Items from a dataset
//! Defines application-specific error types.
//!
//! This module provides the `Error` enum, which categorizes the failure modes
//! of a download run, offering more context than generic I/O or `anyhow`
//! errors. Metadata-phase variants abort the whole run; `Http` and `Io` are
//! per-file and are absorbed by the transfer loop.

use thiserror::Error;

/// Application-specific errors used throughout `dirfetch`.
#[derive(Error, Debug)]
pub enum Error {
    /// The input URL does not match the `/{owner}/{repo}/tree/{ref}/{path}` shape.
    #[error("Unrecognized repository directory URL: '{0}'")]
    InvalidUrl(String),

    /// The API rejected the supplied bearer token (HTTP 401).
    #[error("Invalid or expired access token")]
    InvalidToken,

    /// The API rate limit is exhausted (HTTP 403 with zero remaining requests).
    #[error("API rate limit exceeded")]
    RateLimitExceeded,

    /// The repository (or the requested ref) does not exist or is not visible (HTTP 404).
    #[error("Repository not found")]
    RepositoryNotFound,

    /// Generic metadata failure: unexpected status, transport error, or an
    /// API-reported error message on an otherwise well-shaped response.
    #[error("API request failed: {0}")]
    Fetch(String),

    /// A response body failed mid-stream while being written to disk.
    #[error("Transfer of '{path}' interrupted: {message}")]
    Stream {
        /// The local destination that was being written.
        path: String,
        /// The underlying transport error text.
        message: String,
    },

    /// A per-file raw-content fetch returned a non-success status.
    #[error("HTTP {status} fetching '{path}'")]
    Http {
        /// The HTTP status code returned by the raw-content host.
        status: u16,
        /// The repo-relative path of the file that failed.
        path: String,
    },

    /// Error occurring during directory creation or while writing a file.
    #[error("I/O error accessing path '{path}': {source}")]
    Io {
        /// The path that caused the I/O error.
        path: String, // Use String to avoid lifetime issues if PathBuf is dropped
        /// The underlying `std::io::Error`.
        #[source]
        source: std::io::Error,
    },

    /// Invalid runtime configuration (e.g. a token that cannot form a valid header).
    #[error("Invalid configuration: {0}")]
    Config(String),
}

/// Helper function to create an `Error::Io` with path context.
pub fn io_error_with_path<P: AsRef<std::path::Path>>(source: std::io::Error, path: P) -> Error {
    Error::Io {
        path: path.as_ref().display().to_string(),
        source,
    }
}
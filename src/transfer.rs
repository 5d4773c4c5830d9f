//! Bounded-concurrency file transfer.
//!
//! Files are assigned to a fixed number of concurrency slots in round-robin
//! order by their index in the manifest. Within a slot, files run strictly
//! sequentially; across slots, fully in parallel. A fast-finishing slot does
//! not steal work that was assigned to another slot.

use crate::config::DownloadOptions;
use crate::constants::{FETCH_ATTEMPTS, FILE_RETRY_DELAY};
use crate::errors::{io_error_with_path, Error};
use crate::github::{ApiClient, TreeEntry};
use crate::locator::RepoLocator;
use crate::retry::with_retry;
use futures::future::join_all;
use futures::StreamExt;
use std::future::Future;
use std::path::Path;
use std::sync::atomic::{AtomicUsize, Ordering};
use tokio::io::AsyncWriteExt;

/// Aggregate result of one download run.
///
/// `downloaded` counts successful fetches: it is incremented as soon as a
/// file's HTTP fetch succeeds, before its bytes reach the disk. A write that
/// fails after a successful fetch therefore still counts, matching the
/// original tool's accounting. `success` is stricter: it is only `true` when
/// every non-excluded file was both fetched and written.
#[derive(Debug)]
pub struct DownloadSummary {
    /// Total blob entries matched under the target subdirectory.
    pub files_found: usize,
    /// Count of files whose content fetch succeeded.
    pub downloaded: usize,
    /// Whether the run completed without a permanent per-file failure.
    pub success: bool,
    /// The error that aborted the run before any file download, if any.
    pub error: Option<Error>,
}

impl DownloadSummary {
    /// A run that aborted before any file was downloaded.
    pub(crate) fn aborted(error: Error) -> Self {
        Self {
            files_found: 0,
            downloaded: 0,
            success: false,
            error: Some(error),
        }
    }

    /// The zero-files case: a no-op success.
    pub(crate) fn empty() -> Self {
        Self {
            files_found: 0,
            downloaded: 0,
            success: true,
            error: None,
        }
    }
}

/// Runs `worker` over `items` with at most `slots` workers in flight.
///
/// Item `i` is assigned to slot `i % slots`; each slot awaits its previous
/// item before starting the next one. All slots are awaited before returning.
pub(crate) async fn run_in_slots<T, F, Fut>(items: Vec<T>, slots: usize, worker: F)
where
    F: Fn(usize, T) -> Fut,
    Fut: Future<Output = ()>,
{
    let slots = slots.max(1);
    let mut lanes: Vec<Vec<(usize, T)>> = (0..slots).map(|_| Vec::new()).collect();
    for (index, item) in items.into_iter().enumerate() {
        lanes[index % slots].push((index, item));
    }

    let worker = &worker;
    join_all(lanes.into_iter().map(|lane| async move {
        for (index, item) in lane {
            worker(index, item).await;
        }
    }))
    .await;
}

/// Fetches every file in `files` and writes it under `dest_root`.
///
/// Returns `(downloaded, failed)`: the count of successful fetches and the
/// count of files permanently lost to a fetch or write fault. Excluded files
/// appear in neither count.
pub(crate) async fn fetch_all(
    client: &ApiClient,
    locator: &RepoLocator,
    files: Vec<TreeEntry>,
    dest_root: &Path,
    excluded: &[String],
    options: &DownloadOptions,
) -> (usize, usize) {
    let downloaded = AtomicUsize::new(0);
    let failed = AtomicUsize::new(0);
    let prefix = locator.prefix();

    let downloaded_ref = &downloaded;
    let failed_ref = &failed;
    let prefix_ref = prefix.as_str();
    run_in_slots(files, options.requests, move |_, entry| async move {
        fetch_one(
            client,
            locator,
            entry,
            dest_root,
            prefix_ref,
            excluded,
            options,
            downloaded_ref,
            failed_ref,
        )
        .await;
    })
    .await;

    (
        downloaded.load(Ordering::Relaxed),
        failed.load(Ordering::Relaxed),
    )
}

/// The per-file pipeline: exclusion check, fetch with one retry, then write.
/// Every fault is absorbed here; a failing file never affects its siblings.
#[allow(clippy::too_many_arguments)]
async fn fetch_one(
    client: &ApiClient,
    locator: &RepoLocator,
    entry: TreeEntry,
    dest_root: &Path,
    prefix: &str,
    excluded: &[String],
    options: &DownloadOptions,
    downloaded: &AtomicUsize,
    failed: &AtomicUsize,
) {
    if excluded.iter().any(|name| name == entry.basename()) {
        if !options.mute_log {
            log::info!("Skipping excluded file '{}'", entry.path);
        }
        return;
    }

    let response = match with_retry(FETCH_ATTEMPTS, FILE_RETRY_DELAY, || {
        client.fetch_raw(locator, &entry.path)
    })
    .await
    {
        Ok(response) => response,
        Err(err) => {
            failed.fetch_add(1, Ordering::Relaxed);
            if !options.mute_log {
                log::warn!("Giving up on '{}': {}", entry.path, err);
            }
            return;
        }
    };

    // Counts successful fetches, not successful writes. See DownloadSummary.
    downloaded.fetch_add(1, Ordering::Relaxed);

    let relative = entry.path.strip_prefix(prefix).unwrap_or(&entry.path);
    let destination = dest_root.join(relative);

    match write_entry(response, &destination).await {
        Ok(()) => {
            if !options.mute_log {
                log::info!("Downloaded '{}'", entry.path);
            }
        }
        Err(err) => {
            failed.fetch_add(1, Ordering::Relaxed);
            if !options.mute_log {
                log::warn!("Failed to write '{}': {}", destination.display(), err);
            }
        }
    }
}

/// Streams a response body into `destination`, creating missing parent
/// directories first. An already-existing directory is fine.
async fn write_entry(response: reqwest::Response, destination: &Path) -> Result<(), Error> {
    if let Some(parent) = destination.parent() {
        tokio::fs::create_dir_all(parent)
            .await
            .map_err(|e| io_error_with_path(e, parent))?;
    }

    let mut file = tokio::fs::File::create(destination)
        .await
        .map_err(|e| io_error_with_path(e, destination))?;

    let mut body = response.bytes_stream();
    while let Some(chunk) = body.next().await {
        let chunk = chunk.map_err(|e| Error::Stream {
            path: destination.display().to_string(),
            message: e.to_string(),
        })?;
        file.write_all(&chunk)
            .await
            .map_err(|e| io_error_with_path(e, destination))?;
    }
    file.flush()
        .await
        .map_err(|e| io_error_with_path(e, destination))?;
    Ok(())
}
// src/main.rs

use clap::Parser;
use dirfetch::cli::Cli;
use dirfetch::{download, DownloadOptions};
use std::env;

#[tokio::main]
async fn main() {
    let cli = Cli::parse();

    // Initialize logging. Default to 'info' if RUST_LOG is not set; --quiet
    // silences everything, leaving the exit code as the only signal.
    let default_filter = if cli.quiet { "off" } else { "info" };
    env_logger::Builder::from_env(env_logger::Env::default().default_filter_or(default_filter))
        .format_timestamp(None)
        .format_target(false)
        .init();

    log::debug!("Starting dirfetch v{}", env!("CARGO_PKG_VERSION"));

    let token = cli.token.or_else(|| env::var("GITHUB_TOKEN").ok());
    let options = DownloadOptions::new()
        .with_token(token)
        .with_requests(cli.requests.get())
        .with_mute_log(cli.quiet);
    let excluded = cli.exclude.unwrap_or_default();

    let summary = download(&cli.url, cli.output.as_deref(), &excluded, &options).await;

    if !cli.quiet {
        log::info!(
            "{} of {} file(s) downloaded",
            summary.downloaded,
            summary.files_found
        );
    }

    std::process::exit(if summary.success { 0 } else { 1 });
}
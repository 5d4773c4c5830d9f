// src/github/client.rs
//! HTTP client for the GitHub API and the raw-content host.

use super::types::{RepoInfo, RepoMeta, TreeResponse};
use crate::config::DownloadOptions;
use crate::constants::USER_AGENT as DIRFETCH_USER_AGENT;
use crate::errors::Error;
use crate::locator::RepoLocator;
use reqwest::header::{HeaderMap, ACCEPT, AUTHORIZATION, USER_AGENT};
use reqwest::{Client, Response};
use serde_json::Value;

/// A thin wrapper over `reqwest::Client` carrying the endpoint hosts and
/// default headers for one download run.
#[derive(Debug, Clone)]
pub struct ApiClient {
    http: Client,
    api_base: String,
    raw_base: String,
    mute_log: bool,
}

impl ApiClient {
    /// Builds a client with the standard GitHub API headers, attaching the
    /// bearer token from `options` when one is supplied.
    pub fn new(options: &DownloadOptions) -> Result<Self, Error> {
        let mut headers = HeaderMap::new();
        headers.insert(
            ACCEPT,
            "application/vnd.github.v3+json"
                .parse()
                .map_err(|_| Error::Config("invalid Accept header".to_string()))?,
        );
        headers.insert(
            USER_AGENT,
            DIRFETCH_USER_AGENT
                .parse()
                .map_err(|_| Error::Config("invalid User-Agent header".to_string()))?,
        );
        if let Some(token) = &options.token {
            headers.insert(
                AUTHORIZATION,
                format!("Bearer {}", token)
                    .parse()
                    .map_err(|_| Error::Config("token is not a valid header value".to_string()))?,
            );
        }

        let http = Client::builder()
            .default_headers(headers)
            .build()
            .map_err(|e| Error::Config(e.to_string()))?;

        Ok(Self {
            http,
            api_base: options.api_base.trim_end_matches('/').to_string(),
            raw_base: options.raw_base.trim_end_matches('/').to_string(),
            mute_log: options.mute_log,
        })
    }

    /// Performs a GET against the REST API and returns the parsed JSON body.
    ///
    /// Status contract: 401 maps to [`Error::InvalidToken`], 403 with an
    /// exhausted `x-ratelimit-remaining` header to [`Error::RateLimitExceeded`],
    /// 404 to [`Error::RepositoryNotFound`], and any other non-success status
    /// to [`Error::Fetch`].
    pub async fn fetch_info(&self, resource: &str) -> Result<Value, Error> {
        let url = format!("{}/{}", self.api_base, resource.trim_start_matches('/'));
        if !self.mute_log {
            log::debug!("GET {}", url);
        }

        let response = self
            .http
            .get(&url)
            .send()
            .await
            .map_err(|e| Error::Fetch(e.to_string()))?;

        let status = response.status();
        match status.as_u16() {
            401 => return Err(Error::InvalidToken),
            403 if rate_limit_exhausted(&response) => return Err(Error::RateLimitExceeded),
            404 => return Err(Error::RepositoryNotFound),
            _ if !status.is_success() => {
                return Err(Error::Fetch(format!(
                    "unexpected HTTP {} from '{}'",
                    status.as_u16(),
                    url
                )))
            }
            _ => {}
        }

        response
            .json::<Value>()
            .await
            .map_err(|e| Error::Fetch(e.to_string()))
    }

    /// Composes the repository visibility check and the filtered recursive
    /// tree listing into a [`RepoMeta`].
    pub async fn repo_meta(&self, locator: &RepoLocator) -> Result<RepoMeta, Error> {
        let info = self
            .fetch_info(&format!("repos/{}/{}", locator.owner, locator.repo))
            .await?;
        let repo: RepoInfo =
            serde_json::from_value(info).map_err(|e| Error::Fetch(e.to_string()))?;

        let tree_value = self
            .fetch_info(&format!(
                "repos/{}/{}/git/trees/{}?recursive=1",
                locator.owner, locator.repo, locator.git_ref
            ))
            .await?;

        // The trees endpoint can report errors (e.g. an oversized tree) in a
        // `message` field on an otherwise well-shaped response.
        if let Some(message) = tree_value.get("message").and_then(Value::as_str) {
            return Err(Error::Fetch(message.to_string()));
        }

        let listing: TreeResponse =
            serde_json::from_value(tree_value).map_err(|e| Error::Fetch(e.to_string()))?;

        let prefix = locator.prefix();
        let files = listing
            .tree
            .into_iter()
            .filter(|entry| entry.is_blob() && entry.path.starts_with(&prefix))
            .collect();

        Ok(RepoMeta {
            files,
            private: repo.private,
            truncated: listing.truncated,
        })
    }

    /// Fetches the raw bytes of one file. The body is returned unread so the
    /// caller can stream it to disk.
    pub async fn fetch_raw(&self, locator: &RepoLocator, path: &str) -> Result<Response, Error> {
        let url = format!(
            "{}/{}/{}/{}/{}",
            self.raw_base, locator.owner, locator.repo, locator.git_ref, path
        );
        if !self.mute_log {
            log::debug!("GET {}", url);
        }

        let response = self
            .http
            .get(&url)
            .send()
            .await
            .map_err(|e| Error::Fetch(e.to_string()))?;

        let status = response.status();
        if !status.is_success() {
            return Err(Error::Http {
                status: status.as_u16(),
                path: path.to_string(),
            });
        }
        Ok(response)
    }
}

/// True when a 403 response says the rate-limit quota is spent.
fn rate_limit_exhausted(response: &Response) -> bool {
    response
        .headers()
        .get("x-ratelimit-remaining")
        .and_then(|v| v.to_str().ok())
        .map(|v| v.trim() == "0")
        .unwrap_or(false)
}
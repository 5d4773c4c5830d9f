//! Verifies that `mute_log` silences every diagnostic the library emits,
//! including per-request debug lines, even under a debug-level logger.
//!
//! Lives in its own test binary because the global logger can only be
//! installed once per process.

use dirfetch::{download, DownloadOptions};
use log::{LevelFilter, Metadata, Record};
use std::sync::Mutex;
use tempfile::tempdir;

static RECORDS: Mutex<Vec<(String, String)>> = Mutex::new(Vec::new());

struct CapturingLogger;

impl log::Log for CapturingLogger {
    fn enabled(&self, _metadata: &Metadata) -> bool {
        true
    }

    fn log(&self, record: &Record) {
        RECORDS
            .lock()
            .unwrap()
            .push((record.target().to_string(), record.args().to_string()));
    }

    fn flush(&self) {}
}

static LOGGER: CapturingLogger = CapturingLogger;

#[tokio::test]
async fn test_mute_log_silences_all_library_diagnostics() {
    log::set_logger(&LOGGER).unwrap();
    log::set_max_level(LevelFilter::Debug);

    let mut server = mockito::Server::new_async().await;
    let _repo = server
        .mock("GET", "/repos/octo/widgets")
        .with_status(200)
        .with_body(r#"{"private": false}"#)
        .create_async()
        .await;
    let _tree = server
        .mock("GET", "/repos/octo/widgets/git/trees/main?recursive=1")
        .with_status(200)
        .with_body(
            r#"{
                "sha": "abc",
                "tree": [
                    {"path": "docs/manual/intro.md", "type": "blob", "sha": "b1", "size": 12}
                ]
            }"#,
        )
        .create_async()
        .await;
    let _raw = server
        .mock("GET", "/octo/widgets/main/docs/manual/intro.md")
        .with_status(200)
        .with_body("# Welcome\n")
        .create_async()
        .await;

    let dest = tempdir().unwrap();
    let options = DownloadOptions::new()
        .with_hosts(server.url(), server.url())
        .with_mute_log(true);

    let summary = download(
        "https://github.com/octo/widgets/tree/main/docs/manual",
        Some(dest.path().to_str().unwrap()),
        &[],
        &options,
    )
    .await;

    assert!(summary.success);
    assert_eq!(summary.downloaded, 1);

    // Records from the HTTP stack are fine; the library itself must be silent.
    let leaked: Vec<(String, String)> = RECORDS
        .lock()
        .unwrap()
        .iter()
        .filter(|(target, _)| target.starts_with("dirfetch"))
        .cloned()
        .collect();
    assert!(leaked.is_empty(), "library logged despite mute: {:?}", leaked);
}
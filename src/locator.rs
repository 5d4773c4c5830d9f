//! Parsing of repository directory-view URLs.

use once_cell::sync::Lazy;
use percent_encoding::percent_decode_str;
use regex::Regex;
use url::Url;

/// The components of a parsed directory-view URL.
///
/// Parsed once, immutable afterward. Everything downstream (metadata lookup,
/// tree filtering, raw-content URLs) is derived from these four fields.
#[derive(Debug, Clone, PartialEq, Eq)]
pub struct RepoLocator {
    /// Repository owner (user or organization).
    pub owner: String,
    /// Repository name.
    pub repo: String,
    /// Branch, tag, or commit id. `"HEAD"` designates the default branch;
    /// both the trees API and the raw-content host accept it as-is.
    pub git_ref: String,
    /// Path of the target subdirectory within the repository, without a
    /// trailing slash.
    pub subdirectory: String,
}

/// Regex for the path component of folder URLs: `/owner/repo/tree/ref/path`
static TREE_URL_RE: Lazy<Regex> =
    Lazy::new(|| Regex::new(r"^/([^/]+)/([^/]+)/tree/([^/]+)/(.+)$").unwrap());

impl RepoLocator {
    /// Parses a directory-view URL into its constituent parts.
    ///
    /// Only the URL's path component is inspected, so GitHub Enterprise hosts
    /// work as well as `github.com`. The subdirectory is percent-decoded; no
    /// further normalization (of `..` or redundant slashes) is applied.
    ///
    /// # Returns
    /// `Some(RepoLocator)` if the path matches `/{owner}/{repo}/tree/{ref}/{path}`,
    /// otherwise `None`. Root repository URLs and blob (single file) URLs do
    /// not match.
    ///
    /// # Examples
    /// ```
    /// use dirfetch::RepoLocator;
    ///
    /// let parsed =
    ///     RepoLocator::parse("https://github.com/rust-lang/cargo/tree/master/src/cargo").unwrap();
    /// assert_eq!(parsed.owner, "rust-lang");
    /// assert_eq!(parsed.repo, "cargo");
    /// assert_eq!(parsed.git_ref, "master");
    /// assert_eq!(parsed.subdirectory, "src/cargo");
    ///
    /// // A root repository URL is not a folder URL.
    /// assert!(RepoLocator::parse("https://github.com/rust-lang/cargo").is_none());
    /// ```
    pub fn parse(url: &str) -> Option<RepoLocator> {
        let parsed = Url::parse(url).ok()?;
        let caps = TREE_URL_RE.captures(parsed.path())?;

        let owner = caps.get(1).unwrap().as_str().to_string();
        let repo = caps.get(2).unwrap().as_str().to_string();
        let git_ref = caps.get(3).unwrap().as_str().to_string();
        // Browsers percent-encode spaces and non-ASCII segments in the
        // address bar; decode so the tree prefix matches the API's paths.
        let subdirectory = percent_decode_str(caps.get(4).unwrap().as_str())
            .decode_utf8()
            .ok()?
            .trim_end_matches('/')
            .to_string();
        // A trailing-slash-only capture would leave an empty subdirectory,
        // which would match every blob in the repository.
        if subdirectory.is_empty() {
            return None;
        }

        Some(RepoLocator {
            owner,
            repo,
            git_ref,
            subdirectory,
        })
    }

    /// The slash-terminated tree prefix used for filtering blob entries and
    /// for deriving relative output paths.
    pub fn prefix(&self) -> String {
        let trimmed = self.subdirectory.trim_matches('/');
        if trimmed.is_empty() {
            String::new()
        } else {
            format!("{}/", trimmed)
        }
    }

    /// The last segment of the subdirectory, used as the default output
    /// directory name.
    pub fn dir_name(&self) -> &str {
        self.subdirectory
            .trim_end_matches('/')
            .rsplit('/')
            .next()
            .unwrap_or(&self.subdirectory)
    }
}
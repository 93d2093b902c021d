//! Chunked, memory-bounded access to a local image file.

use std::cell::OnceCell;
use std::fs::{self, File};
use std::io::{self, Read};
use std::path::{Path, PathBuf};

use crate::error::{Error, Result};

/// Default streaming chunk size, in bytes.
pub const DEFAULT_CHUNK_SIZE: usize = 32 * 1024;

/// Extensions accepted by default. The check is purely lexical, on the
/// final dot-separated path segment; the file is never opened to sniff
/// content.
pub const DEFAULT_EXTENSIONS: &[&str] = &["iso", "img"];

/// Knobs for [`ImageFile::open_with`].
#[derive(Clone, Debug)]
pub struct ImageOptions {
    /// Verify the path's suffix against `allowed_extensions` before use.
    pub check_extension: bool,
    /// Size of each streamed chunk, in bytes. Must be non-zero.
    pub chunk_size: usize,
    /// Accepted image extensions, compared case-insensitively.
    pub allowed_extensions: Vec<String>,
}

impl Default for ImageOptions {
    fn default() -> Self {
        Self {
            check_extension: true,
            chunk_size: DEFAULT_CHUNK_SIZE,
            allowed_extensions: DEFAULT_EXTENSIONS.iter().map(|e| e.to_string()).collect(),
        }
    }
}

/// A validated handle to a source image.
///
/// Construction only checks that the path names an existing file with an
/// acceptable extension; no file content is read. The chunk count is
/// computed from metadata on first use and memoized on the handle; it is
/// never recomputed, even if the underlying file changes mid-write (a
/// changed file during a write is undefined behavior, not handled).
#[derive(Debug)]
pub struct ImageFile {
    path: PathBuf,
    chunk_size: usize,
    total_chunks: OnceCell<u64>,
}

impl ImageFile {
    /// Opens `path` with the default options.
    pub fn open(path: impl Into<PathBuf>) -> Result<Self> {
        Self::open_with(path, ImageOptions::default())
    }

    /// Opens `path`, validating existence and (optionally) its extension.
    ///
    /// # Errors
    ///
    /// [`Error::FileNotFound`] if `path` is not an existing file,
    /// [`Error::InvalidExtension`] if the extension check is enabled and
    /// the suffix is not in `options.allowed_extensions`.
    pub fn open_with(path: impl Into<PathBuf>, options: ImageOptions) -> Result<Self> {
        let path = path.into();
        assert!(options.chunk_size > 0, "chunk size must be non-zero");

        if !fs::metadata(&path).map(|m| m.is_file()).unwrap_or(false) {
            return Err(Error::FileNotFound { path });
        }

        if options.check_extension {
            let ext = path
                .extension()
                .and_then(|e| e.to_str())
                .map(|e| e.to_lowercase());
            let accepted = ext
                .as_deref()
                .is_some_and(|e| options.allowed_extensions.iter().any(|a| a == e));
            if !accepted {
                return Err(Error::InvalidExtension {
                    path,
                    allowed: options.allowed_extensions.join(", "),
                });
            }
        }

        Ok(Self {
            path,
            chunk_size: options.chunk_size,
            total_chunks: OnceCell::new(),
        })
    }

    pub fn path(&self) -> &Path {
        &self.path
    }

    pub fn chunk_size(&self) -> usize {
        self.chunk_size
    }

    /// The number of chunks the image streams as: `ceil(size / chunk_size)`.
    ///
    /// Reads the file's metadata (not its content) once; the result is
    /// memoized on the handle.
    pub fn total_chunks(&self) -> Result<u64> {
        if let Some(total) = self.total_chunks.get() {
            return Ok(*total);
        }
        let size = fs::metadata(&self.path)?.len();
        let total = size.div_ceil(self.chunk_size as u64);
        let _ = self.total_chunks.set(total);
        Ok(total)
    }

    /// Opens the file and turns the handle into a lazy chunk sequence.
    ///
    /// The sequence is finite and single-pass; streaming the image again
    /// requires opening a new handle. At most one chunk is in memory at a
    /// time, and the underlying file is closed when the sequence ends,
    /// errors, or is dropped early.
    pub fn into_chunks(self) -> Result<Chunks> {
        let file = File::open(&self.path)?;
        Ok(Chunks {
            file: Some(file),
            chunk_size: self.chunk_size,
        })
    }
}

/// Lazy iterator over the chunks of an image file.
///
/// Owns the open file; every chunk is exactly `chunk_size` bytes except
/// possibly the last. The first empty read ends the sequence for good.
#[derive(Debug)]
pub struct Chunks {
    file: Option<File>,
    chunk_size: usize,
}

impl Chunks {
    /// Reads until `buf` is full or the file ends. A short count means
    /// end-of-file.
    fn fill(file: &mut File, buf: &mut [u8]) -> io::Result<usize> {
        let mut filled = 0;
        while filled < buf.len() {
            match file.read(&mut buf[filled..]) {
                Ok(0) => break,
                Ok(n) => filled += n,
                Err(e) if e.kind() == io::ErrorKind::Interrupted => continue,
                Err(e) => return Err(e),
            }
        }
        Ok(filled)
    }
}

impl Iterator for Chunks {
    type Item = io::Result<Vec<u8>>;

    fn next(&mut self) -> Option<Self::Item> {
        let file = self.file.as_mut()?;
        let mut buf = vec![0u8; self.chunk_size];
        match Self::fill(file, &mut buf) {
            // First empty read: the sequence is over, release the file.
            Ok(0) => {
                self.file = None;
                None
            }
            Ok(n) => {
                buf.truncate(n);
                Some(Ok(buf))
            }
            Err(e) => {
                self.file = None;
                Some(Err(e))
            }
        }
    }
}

*ABOUT THIS EXERCISE*: How many lines in the records hold the string "context"? Reply with the number alone.

*SOLVED PROBLEM*: 2